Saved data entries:
[Start of Attachment]

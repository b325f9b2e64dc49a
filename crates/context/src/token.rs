//! Token estimation utilities.
//!
//! Uses a script-aware character heuristic rather than a real tokenizer
//! (too expensive to ship, and the exact tokenizer varies by provider):
//! CJK-script characters cost ~1 token per 1.5 characters, everything else
//! ~1 token per 4 characters. Accurate within ~10% for BPE tokenizers on
//! typical business text, which is all the budget engine needs — tests
//! assert proportionality bands, never exact counts.

use opsdesk_core::message::{ContentPart, ThreadMessage};

/// Per-message structural overhead (role framing, delimiters) in tokens.
pub const MESSAGE_OVERHEAD: usize = 4;

/// Flat token charge for an image part.
pub const IMAGE_TOKENS: usize = 500;

/// Framing overhead for a tool call / tool result part.
const TOOL_CALL_OVERHEAD: usize = 10;
const TOOL_RESULT_OVERHEAD: usize = 8;

/// Characters per token for JSON-like payloads (denser than prose).
const JSON_CHARS_PER_TOKEN: f64 = 3.0;

/// Estimate the token count for a string.
///
/// CJK characters ≈ 1 token per 1.5 chars; all others ≈ 1 token per 4.
/// Rounds up; empty input is zero.
pub fn estimate_tokens(text: &str) -> usize {
    if text.is_empty() {
        return 0;
    }
    let (mut cjk, mut other) = (0usize, 0usize);
    for c in text.chars() {
        if is_cjk(c) {
            cjk += 1;
        } else {
            other += 1;
        }
    }
    (cjk as f64 / 1.5 + other as f64 / 4.0).ceil() as usize
}

/// Estimate tokens for a JSON-like payload: serialize and divide by 3.
///
/// Never fails — if serialization errors, falls back to the display form's
/// character length at the prose ratio.
pub fn estimate_json_tokens(value: &serde_json::Value) -> usize {
    match serde_json::to_string(value) {
        Ok(s) => (s.chars().count() as f64 / JSON_CHARS_PER_TOKEN).ceil() as usize,
        Err(_) => estimate_tokens(&value.to_string()),
    }
}

/// Estimate tokens for one structured content part.
pub fn estimate_part_tokens(part: &ContentPart) -> usize {
    match part {
        ContentPart::Text { text } => estimate_tokens(text),
        ContentPart::Image { .. } => IMAGE_TOKENS,
        ContentPart::ToolCall { name, arguments, .. } => {
            TOOL_CALL_OVERHEAD + estimate_tokens(name) + estimate_json_tokens(arguments)
        }
        ContentPart::ToolResult { output, .. } => {
            TOOL_RESULT_OVERHEAD + estimate_json_tokens(output)
        }
    }
}

/// Estimate tokens for a single message including per-message overhead.
pub fn estimate_message_tokens(message: &ThreadMessage) -> usize {
    MESSAGE_OVERHEAD
        + estimate_tokens(&message.content)
        + message.parts.iter().map(estimate_part_tokens).sum::<usize>()
        + message
            .tool_calls
            .iter()
            .map(|tc| TOOL_CALL_OVERHEAD + estimate_tokens(&tc.name) + (tc.arguments.chars().count() as f64 / JSON_CHARS_PER_TOKEN).ceil() as usize)
            .sum::<usize>()
}

/// Estimate tokens for a slice of messages.
pub fn estimate_messages_tokens(messages: &[ThreadMessage]) -> usize {
    messages.iter().map(estimate_message_tokens).sum()
}

/// Whether a character belongs to a CJK script.
///
/// Covers the CJK Unified Ideograph blocks, kana, hangul, fullwidth forms,
/// and CJK punctuation.
fn is_cjk(c: char) -> bool {
    matches!(u32::from(c),
        0x1100..=0x11FF      // Hangul Jamo
        | 0x3000..=0x303F    // CJK punctuation
        | 0x3040..=0x30FF    // Hiragana, Katakana
        | 0x3400..=0x4DBF    // CJK Extension A
        | 0x4E00..=0x9FFF    // CJK Unified Ideographs
        | 0xAC00..=0xD7AF    // Hangul Syllables
        | 0xF900..=0xFAFF    // CJK Compatibility Ideographs
        | 0xFF00..=0xFFEF    // Fullwidth forms
        | 0x20000..=0x2A6DF  // CJK Extension B
    )
}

[End of Attachment]

**WORK TO COMPLETE:**
When a line in the data holds the word "else", show that line.

**SOLUTION FOR THIS EXERCISE:**
//! CJK-script characters cost ~1 token per 1.5 characters, everything else
        } else {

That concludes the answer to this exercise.